## [ASSIGNMENT]
Each line from the one containing "#[derive(Debug, Clone, Copy, PartialEq, Eq)]" through the end of the records below must be repeated exactly, and no other line.

(Stored data)
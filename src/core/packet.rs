//! Normalized per-packet input
//!
//! The capture layer parses raw frames into `PacketRecord`s; everything
//! downstream (flow table, correlation, classification) works on these.

use std::net::IpAddr;

use serde::{Deserialize, Serialize};

use super::flow::FlowKey;

/// TCP flags
#[derive(Debug, Clone, Copy, PartialEq, Eq, Default, Serialize, Deserialize)]
pub struct TcpFlags {
    pub fin: bool,
    pub syn: bool,
    pub rst: bool,
    pub psh: bool,
    pub ack: bool,
    pub urg: bool,
    pub ece: bool,
    pub cwr: bool,
}

impl TcpFlags {
    pub fn from_u8(flags: u8) -> Self {
        Self {
            fin: flags & 0x01 != 0,
            syn: flags & 0x02 != 0,
            rst: flags & 0x04 != 0,
            psh: flags & 0x08 != 0,
            ack: flags & 0x10 != 0,
            urg: flags & 0x20 != 0,
            ece: flags & 0x40 != 0,
            cwr: flags & 0x80 != 0,
        }
    }

    pub fn to_u8(&self) -> u8 {
        let mut flags = 0u8;
        if self.fin { flags |= 0x01; }
        if self.syn { flags |= 0x02; }
        if self.rst { flags |= 0x04; }
        if self.psh { flags |= 0x08; }
        if self.ack { flags |= 0x10; }
        if self.urg { flags |= 0x20; }
        if self.ece { flags |= 0x40; }
        if self.cwr { flags |= 0x80; }
        flags
    }

    /// Flag set is exactly {ACK}: a candidate duplicate ACK
    pub fn is_pure_ack(&self) -> bool {
        self.to_u8() == 0x10
    }
}

impl std::fmt::Display for TcpFlags {
    fn fmt(&self, f: &mut std::fmt::Formatter<'_>) -> std::fmt::Result {
        let mut s = String::new();
        if self.syn { s.push('S'); }
        if self.ack { s.push('A'); }
        if self.fin { s.push('F'); }
        if self.rst { s.push('R'); }
        if self.psh { s.push('P'); }
        if self.urg { s.push('U'); }
        if self.ece { s.push('E'); }
        if self.cwr { s.push('C'); }
        if s.is_empty() { s.push('.'); }
        write!(f, "{}", s)
    }
}

/// The two halves of the TCP timestamp option (RFC 7323): the sender's
/// timestamp value and the echo of the most recently received one.
#[derive(Debug, Clone, Copy, PartialEq, Eq)]
pub struct TcpTimestamp {
    pub tsval: u32,
    pub ecr: u32,
}

/// One captured TCP packet, normalized for classification.
///
/// `payload_len` comes from the IP header length fields, not from the
/// captured bytes: with a short snap length the on-wire payload is never
/// present in the capture buffer.
#[derive(Debug, Clone)]
pub struct PacketRecord {
    /// Capture time, whole seconds (epoch)
    pub ts_sec: i64,
    /// Capture time, microseconds within the second
    pub ts_usec: i64,
    pub src_ip: IpAddr,
    pub dst_ip: IpAddr,
    pub src_port: u16,
    pub dst_port: u16,
    pub flags: TcpFlags,
    pub seq: u32,
    pub ack: u32,
    /// TCP payload bytes, from the IP total/payload length fields
    pub payload_len: u32,
    /// Bytes on the wire, from the capture header
    pub wire_len: u32,
    /// TCP timestamp option, if the header carried one
    pub timestamp: Option<TcpTimestamp>,
}

impl PacketRecord {
    /// Directional flow key for this packet
    pub fn flow_key(&self) -> FlowKey {
        FlowKey {
            src_ip: self.src_ip,
            src_port: self.src_port,
            dst_ip: self.dst_ip,
            dst_port: self.dst_port,
        }
    }
}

## [THE ANSWER]
#[derive(Debug, Clone, Copy, PartialEq, Eq)]
pub struct TcpTimestamp {
    pub tsval: u32,
    pub ecr: u32,
}

/// One captured TCP packet, normalized for classification.
///
/// `payload_len` comes from the IP header length fields, not from the
/// captured bytes: with a short snap length the on-wire payload is never
/// present in the capture buffer.
#[derive(Debug, Clone)]
pub struct PacketRecord {
    /// Capture time, whole seconds (epoch)
    pub ts_sec: i64,
    /// Capture time, microseconds within the second
    pub ts_usec: i64,
    pub src_ip: IpAddr,
    pub dst_ip: IpAddr,
    pub src_port: u16,
    pub dst_port: u16,
    pub flags: TcpFlags,
    pub seq: u32,
    pub ack: u32,
    /// TCP payload bytes, from the IP total/payload length fields
    pub payload_len: u32,
    /// Bytes on the wire, from the capture header
    pub wire_len: u32,
    /// TCP timestamp option, if the header carried one
    pub timestamp: Option<TcpTimestamp>,
}

impl PacketRecord {
    /// Directional flow key for this packet
    pub fn flow_key(&self) -> FlowKey {
        FlowKey {
            src_ip: self.src_ip,
            src_port: self.src_port,
            dst_ip: self.dst_ip,
            dst_port: self.dst_port,
        }
    }
}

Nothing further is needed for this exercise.